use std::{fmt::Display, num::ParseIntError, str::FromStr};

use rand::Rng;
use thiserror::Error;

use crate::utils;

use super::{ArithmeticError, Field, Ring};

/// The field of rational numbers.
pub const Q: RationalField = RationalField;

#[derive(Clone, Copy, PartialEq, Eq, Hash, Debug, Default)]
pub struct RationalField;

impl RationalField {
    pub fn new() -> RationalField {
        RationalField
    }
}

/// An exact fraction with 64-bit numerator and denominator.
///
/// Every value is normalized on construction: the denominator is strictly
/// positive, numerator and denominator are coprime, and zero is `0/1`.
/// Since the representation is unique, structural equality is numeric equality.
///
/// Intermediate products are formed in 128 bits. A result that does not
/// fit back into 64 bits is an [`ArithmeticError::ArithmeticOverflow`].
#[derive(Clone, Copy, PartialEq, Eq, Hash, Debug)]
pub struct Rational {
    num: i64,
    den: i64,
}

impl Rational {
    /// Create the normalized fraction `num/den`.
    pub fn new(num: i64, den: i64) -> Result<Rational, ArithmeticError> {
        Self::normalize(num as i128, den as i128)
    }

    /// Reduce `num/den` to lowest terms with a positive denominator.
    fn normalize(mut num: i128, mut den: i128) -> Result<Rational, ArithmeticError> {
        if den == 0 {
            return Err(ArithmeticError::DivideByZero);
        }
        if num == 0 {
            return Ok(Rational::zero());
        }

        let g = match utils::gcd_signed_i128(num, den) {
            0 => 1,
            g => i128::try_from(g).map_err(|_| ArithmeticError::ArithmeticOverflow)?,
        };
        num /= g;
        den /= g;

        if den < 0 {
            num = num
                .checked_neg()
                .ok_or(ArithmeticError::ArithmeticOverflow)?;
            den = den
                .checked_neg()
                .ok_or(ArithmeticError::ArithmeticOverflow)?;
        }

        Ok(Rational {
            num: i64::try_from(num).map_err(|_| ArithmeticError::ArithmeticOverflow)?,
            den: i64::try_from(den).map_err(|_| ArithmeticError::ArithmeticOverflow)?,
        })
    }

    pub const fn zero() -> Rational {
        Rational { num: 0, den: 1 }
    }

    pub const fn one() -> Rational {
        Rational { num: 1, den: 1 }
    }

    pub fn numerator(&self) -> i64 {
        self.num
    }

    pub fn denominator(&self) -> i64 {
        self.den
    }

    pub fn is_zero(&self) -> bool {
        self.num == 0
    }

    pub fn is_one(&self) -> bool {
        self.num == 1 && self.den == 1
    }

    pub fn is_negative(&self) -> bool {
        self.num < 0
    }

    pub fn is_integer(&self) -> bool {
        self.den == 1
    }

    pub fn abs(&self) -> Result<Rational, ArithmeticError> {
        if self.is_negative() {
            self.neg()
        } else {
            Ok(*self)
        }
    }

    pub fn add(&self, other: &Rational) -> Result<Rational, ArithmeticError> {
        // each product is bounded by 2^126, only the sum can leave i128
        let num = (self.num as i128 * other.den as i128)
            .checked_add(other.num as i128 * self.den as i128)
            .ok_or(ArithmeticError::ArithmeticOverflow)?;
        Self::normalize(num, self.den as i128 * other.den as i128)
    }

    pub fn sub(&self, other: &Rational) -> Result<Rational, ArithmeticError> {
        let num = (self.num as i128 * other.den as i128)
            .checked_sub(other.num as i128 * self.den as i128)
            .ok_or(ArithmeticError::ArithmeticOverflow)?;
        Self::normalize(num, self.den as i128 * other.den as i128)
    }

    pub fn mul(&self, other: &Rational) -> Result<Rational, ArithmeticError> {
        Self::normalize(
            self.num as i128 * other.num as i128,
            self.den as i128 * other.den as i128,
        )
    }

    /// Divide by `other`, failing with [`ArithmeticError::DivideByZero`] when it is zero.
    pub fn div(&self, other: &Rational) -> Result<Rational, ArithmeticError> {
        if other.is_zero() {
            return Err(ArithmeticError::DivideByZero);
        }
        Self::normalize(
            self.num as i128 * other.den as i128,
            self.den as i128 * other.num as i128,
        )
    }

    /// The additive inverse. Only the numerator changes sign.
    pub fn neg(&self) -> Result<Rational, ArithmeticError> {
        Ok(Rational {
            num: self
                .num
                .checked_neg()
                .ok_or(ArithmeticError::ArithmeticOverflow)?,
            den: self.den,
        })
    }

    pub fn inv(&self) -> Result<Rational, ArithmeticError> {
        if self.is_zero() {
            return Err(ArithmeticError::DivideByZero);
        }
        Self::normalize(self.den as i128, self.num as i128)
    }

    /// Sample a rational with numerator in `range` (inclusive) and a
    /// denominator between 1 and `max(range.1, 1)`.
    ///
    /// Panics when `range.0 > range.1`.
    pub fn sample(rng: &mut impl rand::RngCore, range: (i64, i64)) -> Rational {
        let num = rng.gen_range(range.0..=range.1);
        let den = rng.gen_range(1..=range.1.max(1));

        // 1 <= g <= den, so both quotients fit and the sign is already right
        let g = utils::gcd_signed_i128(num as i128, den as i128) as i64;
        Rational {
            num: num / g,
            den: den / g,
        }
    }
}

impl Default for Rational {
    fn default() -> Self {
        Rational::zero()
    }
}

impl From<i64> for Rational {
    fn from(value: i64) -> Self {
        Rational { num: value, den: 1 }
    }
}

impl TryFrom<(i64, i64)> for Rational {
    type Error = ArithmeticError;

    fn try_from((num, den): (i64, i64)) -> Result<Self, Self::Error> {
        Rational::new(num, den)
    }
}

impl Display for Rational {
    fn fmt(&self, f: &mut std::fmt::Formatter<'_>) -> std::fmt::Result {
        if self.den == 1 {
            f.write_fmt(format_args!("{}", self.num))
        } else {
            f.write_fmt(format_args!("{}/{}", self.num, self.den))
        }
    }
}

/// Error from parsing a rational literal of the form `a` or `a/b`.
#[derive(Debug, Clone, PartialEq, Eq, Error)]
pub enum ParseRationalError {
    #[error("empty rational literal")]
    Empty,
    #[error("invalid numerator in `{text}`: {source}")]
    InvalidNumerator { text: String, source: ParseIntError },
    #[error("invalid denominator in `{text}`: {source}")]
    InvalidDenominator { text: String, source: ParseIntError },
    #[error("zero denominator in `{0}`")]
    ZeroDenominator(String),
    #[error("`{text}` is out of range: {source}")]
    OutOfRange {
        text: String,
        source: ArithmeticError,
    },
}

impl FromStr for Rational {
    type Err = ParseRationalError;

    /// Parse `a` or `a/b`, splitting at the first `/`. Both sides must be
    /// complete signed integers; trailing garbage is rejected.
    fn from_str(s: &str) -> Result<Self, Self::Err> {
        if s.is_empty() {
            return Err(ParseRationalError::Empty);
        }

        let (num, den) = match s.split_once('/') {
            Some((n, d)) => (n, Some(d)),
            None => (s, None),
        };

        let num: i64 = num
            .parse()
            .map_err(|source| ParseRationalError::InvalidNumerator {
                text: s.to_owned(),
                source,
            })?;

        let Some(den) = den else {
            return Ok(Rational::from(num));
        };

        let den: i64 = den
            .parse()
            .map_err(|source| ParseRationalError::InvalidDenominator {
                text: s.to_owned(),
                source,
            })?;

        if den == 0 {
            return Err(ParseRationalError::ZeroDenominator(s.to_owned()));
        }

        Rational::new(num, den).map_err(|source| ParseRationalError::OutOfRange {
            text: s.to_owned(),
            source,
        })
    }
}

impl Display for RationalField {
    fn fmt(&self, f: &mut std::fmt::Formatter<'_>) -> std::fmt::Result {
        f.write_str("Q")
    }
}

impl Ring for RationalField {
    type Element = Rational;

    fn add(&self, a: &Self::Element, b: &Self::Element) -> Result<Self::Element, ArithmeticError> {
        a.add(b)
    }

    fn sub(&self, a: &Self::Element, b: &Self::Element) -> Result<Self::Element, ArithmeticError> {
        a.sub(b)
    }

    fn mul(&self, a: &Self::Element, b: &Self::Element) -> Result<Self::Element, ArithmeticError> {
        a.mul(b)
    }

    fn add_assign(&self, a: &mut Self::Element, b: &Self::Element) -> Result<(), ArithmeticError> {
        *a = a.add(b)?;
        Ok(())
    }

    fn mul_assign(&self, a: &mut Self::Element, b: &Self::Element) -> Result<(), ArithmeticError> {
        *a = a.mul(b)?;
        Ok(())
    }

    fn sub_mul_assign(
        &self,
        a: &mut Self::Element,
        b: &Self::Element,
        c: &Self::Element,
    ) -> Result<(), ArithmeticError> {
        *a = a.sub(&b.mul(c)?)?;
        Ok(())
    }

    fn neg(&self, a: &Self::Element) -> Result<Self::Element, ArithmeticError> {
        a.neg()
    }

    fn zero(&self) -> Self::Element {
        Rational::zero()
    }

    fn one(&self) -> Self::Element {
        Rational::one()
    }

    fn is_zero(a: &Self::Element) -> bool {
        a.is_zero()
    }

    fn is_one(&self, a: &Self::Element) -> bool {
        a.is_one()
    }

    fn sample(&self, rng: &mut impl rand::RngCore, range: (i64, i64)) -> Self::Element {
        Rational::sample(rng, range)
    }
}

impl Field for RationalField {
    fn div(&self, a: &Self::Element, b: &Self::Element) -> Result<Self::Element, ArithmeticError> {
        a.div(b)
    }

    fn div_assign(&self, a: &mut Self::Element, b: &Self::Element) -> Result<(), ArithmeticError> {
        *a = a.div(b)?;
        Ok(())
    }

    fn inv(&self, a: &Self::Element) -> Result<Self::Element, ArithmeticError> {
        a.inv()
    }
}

---

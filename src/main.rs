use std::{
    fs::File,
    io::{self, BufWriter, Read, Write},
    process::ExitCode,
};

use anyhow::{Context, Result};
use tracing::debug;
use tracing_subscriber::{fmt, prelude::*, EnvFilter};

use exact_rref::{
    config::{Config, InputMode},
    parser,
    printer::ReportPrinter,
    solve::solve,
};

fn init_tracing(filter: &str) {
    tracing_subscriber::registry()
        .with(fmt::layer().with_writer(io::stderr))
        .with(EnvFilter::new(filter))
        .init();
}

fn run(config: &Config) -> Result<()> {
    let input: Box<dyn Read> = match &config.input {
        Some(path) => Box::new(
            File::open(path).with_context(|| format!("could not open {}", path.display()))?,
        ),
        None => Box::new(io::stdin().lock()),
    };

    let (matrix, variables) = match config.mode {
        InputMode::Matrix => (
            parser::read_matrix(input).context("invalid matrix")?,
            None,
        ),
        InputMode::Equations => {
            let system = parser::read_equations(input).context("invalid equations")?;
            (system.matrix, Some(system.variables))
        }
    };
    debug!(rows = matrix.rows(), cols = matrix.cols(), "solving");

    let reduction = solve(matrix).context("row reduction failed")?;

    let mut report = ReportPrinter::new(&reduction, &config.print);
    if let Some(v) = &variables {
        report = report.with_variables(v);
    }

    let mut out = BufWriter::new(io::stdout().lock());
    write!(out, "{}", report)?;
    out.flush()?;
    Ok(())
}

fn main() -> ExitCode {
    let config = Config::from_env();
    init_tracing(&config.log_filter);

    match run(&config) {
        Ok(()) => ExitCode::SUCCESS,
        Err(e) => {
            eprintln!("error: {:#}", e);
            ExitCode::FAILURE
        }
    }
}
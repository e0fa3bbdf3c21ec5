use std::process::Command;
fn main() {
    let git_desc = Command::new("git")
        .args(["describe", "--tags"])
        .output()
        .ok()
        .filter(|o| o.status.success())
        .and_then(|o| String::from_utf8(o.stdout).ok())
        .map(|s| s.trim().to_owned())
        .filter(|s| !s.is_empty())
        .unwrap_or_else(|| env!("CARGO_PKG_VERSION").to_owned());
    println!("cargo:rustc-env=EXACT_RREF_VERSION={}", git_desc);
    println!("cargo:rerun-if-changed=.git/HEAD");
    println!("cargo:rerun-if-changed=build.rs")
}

§ **EXERCISE OBJECTIVE**: Only lines that include "ZeroDenominator" belong in the answer; copy all of them from the listing.

§ **ANSWER SECTION**:
    ZeroDenominator(String),
            return Err(ParseRationalError::ZeroDenominator(s.to_owned()));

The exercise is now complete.